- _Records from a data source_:
■ ■ ■ ■
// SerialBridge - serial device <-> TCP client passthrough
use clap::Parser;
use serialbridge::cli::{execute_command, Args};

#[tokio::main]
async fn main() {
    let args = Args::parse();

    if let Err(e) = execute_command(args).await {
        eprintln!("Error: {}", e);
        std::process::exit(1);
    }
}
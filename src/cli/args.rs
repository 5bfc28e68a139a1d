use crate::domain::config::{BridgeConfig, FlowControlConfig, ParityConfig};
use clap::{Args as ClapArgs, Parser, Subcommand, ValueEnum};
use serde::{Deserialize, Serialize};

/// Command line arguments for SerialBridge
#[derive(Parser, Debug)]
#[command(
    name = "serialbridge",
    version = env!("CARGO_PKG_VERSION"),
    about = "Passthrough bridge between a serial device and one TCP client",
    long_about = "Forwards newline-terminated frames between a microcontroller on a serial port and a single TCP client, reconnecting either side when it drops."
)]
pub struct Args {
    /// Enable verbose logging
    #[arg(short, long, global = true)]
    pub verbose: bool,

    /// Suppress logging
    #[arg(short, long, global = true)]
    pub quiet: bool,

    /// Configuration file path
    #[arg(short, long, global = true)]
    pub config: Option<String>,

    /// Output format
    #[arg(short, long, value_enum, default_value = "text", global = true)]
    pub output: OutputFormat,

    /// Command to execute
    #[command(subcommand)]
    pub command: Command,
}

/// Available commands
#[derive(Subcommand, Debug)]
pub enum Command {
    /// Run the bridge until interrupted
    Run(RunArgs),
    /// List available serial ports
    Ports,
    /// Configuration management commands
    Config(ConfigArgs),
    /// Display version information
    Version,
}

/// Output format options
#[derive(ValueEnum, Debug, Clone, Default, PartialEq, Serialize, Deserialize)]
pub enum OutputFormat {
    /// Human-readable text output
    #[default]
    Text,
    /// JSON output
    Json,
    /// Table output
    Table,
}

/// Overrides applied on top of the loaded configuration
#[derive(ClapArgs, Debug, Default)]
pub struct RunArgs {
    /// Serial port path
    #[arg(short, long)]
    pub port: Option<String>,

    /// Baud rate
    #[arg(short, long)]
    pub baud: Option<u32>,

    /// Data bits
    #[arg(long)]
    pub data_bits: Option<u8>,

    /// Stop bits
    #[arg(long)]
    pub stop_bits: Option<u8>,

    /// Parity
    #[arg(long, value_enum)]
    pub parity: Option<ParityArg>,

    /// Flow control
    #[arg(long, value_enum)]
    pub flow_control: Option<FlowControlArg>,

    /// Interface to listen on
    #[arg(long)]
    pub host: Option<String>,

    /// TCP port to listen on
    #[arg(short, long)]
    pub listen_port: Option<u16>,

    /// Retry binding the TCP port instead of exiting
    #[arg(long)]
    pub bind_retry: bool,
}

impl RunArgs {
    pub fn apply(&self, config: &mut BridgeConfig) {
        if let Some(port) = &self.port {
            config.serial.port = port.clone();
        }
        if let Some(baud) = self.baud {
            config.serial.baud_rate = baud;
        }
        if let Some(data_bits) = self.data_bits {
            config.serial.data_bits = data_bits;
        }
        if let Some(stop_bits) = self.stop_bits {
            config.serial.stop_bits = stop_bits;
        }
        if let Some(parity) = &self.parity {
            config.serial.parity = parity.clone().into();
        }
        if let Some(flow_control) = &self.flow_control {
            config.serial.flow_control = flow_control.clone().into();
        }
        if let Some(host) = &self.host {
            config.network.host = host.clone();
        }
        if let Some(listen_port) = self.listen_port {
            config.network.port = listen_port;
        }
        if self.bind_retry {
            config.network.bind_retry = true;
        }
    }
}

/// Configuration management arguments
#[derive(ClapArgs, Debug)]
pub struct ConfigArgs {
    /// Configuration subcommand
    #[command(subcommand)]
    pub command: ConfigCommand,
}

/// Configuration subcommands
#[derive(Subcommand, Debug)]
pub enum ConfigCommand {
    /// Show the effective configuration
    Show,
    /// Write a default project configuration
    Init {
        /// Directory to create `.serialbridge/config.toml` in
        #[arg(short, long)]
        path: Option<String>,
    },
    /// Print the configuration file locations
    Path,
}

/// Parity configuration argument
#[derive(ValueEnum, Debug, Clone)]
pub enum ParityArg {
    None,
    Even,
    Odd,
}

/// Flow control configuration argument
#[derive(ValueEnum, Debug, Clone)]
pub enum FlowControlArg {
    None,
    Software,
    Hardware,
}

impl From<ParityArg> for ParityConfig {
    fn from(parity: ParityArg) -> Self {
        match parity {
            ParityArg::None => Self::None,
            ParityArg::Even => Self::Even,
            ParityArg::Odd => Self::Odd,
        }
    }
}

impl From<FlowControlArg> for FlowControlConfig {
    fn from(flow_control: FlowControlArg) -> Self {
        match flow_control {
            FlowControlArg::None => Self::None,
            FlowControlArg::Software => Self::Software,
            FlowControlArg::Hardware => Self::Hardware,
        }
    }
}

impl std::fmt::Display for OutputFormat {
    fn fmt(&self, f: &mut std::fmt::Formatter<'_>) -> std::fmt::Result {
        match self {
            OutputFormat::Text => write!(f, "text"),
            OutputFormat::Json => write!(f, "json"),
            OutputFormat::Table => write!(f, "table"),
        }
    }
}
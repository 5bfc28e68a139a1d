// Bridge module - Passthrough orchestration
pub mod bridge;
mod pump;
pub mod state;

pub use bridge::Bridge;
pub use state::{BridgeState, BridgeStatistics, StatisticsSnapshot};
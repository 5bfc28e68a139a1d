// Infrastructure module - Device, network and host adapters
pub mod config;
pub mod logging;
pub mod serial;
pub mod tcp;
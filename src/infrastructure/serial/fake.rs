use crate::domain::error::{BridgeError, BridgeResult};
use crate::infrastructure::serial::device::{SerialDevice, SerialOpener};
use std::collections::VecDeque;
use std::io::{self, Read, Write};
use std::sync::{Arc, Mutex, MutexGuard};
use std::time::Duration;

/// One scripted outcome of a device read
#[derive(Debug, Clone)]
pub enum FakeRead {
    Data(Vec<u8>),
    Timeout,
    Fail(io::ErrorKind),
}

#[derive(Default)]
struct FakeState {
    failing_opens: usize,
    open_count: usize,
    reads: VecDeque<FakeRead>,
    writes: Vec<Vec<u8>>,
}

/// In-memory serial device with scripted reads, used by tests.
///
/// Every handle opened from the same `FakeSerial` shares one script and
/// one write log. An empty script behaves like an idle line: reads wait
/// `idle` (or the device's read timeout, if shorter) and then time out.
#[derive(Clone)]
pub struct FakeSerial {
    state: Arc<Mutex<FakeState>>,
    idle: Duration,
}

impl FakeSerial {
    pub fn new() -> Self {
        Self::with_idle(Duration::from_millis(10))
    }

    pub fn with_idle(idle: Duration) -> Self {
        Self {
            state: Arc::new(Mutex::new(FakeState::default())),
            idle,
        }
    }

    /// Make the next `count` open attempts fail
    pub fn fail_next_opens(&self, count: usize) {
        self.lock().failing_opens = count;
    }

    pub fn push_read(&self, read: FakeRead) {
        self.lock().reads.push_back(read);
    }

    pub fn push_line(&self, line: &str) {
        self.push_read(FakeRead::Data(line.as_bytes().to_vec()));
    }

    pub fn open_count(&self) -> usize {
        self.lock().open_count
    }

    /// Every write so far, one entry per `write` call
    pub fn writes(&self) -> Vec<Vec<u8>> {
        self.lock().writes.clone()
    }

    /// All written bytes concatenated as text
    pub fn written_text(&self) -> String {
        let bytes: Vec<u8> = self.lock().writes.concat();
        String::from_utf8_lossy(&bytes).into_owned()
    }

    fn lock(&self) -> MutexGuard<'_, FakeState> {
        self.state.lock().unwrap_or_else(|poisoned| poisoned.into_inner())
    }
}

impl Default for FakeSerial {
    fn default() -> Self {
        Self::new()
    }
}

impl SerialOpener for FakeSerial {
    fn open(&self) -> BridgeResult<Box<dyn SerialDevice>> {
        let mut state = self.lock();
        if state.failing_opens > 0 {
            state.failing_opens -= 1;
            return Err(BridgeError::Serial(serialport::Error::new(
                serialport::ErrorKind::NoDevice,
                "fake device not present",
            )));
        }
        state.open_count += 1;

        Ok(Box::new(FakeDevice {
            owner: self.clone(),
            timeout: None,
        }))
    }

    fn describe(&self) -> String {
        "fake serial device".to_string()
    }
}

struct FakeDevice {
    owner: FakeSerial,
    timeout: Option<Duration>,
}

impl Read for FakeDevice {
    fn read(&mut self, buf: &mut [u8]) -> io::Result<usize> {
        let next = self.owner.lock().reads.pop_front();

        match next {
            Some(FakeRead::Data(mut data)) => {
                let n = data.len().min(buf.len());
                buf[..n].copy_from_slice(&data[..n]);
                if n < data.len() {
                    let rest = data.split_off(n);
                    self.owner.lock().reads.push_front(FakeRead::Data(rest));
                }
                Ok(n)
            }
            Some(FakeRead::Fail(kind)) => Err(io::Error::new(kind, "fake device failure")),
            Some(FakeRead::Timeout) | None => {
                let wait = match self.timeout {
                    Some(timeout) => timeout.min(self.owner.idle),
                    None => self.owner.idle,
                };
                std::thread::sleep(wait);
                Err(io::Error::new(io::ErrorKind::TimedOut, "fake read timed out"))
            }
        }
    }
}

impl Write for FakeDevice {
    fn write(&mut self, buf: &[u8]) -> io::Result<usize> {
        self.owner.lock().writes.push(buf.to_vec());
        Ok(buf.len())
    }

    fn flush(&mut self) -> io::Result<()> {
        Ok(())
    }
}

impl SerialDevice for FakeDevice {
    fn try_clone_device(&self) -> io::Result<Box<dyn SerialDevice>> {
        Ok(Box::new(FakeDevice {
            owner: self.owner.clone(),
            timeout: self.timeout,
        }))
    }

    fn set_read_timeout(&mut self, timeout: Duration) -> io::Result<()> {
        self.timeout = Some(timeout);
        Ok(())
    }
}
■ ■ ■ ■
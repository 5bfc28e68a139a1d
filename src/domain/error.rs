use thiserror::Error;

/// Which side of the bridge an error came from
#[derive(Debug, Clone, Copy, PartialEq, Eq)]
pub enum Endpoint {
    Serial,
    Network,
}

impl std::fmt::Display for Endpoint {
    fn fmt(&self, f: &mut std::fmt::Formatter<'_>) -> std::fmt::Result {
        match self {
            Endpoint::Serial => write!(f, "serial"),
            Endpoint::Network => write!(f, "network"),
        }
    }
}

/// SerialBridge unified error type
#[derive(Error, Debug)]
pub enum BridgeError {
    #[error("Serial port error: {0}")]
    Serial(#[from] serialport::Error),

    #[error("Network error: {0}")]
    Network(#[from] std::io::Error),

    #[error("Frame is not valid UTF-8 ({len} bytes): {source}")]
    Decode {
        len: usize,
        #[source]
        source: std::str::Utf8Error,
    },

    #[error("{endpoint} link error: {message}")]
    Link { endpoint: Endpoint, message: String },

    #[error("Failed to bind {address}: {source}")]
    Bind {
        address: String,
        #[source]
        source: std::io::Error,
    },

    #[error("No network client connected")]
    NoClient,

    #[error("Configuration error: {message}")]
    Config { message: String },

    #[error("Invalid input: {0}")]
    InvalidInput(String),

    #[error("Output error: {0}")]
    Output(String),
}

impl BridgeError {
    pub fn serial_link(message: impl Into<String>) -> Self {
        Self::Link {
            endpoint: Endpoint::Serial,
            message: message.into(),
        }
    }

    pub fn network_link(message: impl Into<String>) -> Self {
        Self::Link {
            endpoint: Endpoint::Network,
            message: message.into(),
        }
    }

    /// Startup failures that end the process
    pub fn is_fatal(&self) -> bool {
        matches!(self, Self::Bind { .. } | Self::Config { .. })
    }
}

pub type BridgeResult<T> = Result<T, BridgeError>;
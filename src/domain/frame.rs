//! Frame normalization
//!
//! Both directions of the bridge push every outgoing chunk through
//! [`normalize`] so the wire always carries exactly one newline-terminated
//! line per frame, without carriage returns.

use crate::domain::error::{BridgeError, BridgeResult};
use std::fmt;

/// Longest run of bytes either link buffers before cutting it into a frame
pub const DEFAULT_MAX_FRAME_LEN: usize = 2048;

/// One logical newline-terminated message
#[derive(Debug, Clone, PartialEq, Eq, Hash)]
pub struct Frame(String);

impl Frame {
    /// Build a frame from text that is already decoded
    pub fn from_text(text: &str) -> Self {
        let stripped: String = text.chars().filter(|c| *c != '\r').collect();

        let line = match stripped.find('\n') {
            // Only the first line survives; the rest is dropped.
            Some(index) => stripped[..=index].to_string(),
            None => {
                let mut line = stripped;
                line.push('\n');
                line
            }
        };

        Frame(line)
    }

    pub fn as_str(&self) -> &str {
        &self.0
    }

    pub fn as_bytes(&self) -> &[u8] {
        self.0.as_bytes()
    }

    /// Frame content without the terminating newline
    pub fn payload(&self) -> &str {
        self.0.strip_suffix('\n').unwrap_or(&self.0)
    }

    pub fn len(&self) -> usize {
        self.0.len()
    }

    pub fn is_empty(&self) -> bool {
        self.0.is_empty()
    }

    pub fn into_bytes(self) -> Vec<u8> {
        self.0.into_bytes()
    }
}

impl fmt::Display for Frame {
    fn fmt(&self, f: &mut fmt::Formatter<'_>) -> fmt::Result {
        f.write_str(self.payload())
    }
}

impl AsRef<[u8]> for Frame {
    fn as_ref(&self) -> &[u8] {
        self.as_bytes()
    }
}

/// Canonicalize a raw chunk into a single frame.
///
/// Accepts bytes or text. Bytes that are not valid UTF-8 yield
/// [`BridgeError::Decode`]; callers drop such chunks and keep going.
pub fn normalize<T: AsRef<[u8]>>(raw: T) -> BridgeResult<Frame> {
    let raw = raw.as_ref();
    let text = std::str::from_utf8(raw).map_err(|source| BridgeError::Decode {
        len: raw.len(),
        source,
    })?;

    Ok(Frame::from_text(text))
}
■ ■ ■ ■
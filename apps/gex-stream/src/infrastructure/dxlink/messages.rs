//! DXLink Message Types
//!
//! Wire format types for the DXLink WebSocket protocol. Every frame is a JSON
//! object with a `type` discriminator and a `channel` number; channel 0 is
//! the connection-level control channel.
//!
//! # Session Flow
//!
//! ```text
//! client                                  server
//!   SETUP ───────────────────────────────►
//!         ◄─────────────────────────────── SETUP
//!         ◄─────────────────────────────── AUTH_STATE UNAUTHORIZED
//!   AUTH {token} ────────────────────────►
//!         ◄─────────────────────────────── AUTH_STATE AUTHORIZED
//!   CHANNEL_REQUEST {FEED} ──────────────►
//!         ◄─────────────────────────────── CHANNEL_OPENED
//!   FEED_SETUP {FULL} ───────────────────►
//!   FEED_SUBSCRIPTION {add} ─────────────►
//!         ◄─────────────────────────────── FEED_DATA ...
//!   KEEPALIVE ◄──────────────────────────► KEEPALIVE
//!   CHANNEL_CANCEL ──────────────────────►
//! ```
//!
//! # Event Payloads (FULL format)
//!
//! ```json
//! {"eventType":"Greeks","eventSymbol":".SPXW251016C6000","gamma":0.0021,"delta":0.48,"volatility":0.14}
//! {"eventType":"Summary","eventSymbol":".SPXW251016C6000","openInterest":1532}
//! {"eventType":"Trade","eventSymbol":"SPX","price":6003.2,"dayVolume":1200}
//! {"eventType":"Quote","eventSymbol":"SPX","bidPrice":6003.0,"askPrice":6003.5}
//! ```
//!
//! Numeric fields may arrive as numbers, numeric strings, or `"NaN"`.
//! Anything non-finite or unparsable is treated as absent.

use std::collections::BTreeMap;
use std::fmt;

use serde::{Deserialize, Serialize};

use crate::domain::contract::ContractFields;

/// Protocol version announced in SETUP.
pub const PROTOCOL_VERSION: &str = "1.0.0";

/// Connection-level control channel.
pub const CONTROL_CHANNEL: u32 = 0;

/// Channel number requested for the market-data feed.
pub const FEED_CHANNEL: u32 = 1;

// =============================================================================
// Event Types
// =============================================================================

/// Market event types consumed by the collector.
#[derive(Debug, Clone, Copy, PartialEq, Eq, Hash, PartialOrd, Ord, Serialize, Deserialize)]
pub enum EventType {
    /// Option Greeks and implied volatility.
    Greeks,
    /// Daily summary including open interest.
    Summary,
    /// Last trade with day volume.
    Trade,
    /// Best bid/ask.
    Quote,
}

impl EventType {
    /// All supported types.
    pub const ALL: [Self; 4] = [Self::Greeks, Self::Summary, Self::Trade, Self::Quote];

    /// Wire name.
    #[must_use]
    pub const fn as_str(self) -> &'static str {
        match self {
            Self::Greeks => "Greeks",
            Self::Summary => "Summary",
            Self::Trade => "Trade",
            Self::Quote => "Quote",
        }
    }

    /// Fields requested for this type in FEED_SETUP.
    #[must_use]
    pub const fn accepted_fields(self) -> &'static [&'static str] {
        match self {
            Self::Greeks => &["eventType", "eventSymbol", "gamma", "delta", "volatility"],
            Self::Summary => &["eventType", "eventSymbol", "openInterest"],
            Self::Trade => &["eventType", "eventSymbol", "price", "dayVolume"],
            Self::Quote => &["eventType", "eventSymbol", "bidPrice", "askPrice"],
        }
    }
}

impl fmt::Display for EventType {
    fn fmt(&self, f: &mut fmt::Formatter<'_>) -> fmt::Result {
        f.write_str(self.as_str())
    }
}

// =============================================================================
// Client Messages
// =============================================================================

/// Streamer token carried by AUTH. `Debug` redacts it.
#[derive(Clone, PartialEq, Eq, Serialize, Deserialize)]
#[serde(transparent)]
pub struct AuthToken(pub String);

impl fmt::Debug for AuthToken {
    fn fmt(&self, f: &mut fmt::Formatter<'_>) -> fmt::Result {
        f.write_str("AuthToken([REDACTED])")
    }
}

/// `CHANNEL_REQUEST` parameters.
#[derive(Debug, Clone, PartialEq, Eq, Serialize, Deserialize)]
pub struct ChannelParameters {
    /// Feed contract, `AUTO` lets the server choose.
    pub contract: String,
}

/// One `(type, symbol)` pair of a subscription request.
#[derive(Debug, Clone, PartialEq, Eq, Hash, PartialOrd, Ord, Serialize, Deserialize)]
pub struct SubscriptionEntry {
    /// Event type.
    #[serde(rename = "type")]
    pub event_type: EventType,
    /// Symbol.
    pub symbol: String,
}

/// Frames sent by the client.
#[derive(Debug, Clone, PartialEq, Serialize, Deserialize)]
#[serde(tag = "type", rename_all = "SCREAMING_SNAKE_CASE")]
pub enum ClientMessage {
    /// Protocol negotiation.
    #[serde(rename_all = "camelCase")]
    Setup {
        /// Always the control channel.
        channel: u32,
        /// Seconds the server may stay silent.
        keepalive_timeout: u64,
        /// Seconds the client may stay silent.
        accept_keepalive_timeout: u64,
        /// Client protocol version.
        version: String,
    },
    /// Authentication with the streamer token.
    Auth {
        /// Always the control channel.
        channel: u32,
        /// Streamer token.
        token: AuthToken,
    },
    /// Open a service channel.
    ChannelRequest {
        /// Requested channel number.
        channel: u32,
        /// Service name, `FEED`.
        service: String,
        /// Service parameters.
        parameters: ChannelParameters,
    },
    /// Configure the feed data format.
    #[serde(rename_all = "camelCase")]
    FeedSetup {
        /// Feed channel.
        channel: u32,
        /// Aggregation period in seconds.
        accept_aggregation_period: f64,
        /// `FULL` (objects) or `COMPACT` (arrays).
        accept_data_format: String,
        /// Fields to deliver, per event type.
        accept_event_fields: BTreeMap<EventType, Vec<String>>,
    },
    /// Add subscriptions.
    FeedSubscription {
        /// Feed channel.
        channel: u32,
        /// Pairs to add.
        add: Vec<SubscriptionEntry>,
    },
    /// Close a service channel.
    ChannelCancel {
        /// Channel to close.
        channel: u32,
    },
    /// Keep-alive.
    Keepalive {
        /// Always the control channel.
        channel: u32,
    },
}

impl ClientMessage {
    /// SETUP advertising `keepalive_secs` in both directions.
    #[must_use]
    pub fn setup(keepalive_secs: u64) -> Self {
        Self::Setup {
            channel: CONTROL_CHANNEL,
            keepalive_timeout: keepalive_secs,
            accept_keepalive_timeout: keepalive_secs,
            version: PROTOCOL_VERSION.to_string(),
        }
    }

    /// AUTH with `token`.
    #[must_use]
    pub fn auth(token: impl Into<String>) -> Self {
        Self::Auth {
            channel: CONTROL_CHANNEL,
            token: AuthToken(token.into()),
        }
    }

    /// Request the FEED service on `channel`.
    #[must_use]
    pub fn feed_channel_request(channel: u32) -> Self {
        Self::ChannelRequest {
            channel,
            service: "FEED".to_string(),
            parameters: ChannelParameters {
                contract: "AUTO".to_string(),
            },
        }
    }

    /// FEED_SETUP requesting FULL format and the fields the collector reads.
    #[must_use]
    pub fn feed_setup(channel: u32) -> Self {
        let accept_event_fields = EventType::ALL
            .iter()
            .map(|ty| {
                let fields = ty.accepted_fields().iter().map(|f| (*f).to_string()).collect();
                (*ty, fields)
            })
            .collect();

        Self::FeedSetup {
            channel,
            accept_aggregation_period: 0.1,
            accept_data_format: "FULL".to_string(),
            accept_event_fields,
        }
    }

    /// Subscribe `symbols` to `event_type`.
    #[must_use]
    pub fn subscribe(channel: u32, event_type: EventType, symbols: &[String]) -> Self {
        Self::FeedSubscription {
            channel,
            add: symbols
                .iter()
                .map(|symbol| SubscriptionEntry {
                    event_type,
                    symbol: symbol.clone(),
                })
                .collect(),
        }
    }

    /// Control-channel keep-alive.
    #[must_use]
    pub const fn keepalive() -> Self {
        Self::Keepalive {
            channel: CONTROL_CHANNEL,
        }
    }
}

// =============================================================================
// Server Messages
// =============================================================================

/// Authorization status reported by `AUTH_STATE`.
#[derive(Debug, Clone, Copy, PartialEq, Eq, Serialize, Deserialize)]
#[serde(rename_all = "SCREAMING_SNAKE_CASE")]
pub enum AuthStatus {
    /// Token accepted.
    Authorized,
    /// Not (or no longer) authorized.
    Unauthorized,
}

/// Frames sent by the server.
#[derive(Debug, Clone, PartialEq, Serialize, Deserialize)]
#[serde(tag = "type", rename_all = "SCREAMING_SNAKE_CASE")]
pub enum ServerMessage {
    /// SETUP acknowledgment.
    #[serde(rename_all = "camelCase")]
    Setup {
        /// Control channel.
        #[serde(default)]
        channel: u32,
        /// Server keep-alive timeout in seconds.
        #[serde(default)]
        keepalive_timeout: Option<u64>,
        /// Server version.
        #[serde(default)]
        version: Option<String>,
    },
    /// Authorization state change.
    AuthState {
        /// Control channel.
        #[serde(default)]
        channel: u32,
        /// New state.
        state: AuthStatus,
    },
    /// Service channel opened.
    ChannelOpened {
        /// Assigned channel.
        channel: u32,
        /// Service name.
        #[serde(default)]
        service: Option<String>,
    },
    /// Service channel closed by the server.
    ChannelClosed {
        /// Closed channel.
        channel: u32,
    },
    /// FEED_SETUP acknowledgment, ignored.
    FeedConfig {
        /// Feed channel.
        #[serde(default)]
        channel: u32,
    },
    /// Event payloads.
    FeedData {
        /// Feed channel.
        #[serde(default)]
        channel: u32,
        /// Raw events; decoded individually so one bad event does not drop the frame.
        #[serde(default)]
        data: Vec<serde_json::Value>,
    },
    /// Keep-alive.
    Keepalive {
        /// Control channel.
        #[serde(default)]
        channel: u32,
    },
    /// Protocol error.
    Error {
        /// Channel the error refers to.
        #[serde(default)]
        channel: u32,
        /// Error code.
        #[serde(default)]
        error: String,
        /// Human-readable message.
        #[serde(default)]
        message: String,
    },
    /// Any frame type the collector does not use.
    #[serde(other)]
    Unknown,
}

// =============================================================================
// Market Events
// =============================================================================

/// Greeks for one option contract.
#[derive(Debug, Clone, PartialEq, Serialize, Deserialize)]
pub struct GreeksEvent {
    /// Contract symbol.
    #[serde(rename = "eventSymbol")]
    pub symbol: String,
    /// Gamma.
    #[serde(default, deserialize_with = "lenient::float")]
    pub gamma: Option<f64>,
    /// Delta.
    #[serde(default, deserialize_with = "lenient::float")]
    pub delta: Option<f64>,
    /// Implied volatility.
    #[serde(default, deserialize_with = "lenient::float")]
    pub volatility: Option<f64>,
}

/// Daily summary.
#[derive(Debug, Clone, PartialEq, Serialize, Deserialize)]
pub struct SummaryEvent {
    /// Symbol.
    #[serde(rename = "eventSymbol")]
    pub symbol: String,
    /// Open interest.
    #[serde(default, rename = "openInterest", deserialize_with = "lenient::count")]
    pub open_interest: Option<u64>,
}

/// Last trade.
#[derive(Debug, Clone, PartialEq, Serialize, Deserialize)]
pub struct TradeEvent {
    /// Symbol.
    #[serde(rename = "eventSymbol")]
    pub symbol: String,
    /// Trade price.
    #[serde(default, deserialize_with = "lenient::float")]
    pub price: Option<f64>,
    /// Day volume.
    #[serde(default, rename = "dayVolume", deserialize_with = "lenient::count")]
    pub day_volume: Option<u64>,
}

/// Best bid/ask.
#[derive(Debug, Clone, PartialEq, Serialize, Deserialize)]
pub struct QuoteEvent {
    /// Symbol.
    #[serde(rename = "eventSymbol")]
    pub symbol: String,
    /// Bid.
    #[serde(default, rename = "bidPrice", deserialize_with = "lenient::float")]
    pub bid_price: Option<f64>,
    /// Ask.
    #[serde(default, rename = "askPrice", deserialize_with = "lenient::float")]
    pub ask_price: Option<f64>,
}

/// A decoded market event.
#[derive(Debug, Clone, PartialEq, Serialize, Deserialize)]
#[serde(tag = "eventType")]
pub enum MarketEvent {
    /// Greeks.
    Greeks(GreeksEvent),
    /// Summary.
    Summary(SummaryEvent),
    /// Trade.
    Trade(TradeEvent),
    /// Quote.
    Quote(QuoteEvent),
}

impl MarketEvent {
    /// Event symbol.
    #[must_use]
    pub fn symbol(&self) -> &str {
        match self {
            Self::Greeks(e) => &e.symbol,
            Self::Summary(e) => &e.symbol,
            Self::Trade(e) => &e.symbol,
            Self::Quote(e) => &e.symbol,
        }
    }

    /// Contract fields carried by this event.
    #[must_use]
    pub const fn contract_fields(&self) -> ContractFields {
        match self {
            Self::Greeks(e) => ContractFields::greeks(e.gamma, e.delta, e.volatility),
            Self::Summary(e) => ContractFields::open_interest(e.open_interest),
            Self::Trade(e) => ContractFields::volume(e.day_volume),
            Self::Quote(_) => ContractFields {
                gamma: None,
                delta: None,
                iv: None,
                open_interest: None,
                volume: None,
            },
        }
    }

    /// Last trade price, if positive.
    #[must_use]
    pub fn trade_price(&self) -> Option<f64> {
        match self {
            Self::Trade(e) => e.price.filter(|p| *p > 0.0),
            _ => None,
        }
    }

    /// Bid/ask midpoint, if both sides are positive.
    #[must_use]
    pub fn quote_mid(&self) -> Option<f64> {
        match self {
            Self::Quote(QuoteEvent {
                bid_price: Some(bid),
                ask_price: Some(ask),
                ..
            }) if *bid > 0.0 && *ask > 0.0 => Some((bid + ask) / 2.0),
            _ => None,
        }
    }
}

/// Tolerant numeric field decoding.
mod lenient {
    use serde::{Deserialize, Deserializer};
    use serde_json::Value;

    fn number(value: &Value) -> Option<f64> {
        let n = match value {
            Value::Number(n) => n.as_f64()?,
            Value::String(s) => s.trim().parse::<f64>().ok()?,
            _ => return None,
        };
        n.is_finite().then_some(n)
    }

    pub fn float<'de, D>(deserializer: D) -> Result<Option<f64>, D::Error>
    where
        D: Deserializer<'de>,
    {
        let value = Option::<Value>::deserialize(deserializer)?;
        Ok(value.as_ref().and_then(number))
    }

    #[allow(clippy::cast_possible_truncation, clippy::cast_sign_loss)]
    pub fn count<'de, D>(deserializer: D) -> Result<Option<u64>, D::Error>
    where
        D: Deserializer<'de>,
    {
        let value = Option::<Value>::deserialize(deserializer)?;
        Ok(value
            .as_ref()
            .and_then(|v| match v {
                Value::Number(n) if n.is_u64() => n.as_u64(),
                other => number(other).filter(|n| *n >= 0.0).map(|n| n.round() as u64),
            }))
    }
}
■ ■ ■ ■
- _TASK DETAILS_: Print again the lines of the entries above that fall between the line holding "pub mod state;" and the line holding "one script and", inclusive, exactly as they stand.

- _RESULT OF THE EXERCISE_:
pub mod state;

pub use bridge::Bridge;
pub use state::{BridgeState, BridgeStatistics, StatisticsSnapshot};
repository 5bfc28e68a139a1d
// Infrastructure module - Device, network and host adapters
pub mod config;
pub mod logging;
pub mod serial;
pub mod tcp;
filename src/infrastructure/serial/fake.rs
use crate::domain::error::{BridgeError, BridgeResult};
use crate::infrastructure::serial::device::{SerialDevice, SerialOpener};
use std::collections::VecDeque;
use std::io::{self, Read, Write};
use std::sync::{Arc, Mutex, MutexGuard};
use std::time::Duration;

/// One scripted outcome of a device read
#[derive(Debug, Clone)]
pub enum FakeRead {
    Data(Vec<u8>),
    Timeout,
    Fail(io::ErrorKind),
}

#[derive(Default)]
struct FakeState {
    failing_opens: usize,
    open_count: usize,
    reads: VecDeque<FakeRead>,
    writes: Vec<Vec<u8>>,
}

/// In-memory serial device with scripted reads, used by tests.
///
/// Every handle opened from the same `FakeSerial` shares one script and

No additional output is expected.